França e Brasil chegam a uma mesma situação de irritação com a política
Tornou-se lugar comum tratar as delações da Odebrecht como uma espécie de aviso do fim do mundo.
É curioso que Roger Cohen, notável colunista do "New York Times", tenha usado expressão bem parecida para descrever o ambiente naFrança nesta reta final das eleições de domingo (23).
Para Cohen, o que há na França é a "melancolia do fim dos tempos". Como ele foi correspondente no Brasil, fala português quase sem acento, de repente roubou a expressão do ambiente que se respira no Brasil.
A coincidência obriga a investigar um pouco a influência que esse mal-estar exerce sobre as intenções de voto.
Claro que, entre França e Brasil, há um abismo imenso em todos os aspectos. Para começar, na França, assinala Cohen, "resmungar se tornou um modo de vida, uma resposta à 'grandeur' perdida".
Os brasileiros, ao contrário, sempre foram conhecidos pelo seu otimismo e, além disso, nunca tiveram "grandeur" para que pudessem perdê-la e resmungar em decorrência.
Mas, partindo de pontos diferentes, ambas as sociedades chegaram a este 2017 a uma mesma situação de irritação profunda com os seus respectivos mundos políticos.
Jean-François Monier/AFP | ||
A candidata da extrema direita, Marine Le Pen, discursa em comício em La Bazoche-Gouet |
Basta lembrar que os presidentes François Hollande e Michel Temer têm níveis de popularidade muito próximos -e muito baixos.
O mau humor francês está desaguando em uma talvez inédita situação de dispersão do voto.
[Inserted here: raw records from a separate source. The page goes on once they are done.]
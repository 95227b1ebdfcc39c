use thiserror::Error;

use crate::scene::{LightId, MaterialId, NodeId, ShapeId, SpectrumId, TextureId};

pub type SceneResult<T> = std::result::Result<T, SceneError>;

#[derive(Error, Debug, Clone, PartialEq)]
pub enum SceneError {
    #[error("invalid node handle {0:?}")]
    InvalidNode(NodeId),

    #[error("invalid shape handle {0:?}")]
    InvalidShape(ShapeId),

    #[error("invalid material handle {0:?}")]
    InvalidMaterial(MaterialId),

    #[error("invalid texture handle {0:?}")]
    InvalidTexture(TextureId),

    #[error("invalid spectrum handle {0:?}")]
    InvalidSpectrum(SpectrumId),

    #[error("invalid light handle {0:?}")]
    InvalidLight(LightId),

    #[error("bvh over no objects")]
    EmptyBvh,

    #[error("scene has no geometry")]
    EmptyScene,

    #[error("transform nodes nest deeper than {0}")]
    TransformDepth(usize),

    #[error("mix materials nest deeper than {0} or form a cycle")]
    MixDepth(usize),

    #[error("textures nest deeper than {0} or form a cycle")]
    TextureDepth(usize),

    #[error("area light {0:?} is reachable through more than one instance")]
    InstancedLight(LightId),

    #[error("area light {0:?} is not reachable from the scene root")]
    UnplacedLight(LightId),

    #[error("environment image must be a non-empty square, got {0}x{1}")]
    InvalidEnvironmentImage(usize, usize),

    #[error("light distribution has no energy")]
    DegenerateLightDistribution,
}

#[derive(Error, Debug, Clone, PartialEq)]
pub enum OptionsError {
    #[error("samples per pixel must be positive")]
    ZeroSamples,

    #[error("max depth must be positive")]
    ZeroDepth,

    #[error("russian roulette depth {rr_min_depth} exceeds max depth {max_depth}")]
    RouletteDepth { rr_min_depth: u32, max_depth: u32 },

    #[error("guiding training fraction {0} is outside (0, 1]")]
    TrainingFraction(f32),

    #[error("guiding mixture probability {0} is outside [0, 1)")]
    GuidingProbability(f32),

    #[error("guided paths record at most {limit} vertices, max depth is {max_depth}")]
    GuidedDepth { max_depth: u32, limit: usize },

    #[error("image resolution must be non-zero")]
    EmptyResolution,
}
A mais recente pesquisa, publicada na edição do "Monde" com data de sábado (15), mostra um empate técnico entre quatro candidatos: Marine Le Pen (extrema-direita, 22%); Emmanuel Macron (centro, também 22%); Jean-Luc Mélenchon (esquerda, 20%); e François Fillon (direita, 19%).
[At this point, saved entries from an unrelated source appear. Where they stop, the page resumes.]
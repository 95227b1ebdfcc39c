use crate::bsdf::BSDF;
use crate::bxdf::{BxDF, DielectricBxDF};
use crate::color::SampledWavelengths;
use crate::material::{AbstractMaterial, MaterialEvalContext, MaterialEvaluator};
use crate::math::scattering::TrowbridgeReitzDistribution;
use crate::scene::{SpectrumId, TextureId};

/// A dielectric whose IOR may vary with wavelength. Varying IORs are
/// taken at the hero wavelength and end the secondary wavelengths.
#[derive(Debug, Clone)]
pub struct DielectricMaterial {
    pub ior: SpectrumId,
    pub u_roughness: TextureId,
    pub v_roughness: TextureId,
}

impl AbstractMaterial for DielectricMaterial {
    type ConcreteBxDF = DielectricBxDF;

    fn get_bxdf<E: MaterialEvaluator>(
        &self,
        eval: &E,
        ctx: &MaterialEvalContext,
        lambda: &SampledWavelengths,
    ) -> Self::ConcreteBxDF {
        let mut eta = eval.sample(self.ior, lambda)[0];
        if eta == 0.0 {
            eta = 1.0;
        }

        let u_rough = eval.evaluate_float(self.u_roughness, ctx.uv);
        let v_rough = eval.evaluate_float(self.v_roughness, ctx.uv);

        DielectricBxDF::new(eta, TrowbridgeReitzDistribution::new(u_rough, v_rough))
    }

    fn get_bsdf<E: MaterialEvaluator>(
        &self,
        eval: &E,
        ctx: &MaterialEvalContext,
        lambda: &SampledWavelengths,
    ) -> BSDF {
        let bxdf = self.get_bxdf(eval, ctx, lambda);
        BSDF::new(ctx.ns, ctx.tangent, BxDF::Dielectric(bxdf)).with_terminate_secondary(!eval.is_constant(self.ior))
    }
}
Outra pesquisa, do instituto Odoxa, informa que 34% dos eleitores não estão seguros do voto. Hesitam mais os votantes potenciais da esquerda e do centro, ao passo que 87% da turma que vota em Le Pen está firmemente decidida, porcentagem que cai um pouco no caso de Fillon (para 80%).
Se os hesitantes mudarem seus votos e a mudança for na direção da direita, poderia ocorrer um segundo turno entre a direita e a extrema-direita, cenário estapafúrdio e inimaginável até dias atrás.
Pode acontecer também um outro cenário inédito, que seria a disputa final entre a extrema-direita e a esquerda (Mélenchon), a meu juízo mal definido como de extrema-esquerda. Ele é de esquerda, sim, mas não o considero um extremista, como uma agrupação que não tem pudor em se chamar "Novo Partido Anticapitalista" (seu candidato é Phillipe Poutou, 2%).
Se o mal-estar é parecido, cá como lá, mesmo ressalvado o abismo entre França e Brasil, como seria seu efeito sobre o voto em 2018 aqui?
É razoável supor que haveria, primeiro, idêntica dispersão e, segundo, o fortalecimento da extrema-direita, como já se nota pelos 10% que as pesquisas atribuem a Jair Bolsonaro.
Mais que isso, não dá para avançar porque o mundo político está suspenso no abismo que dificilmente será superado até a votação. Seja como for, vale a pena prestar atenção nos resultados da França, essa nossa parceira na "malaise".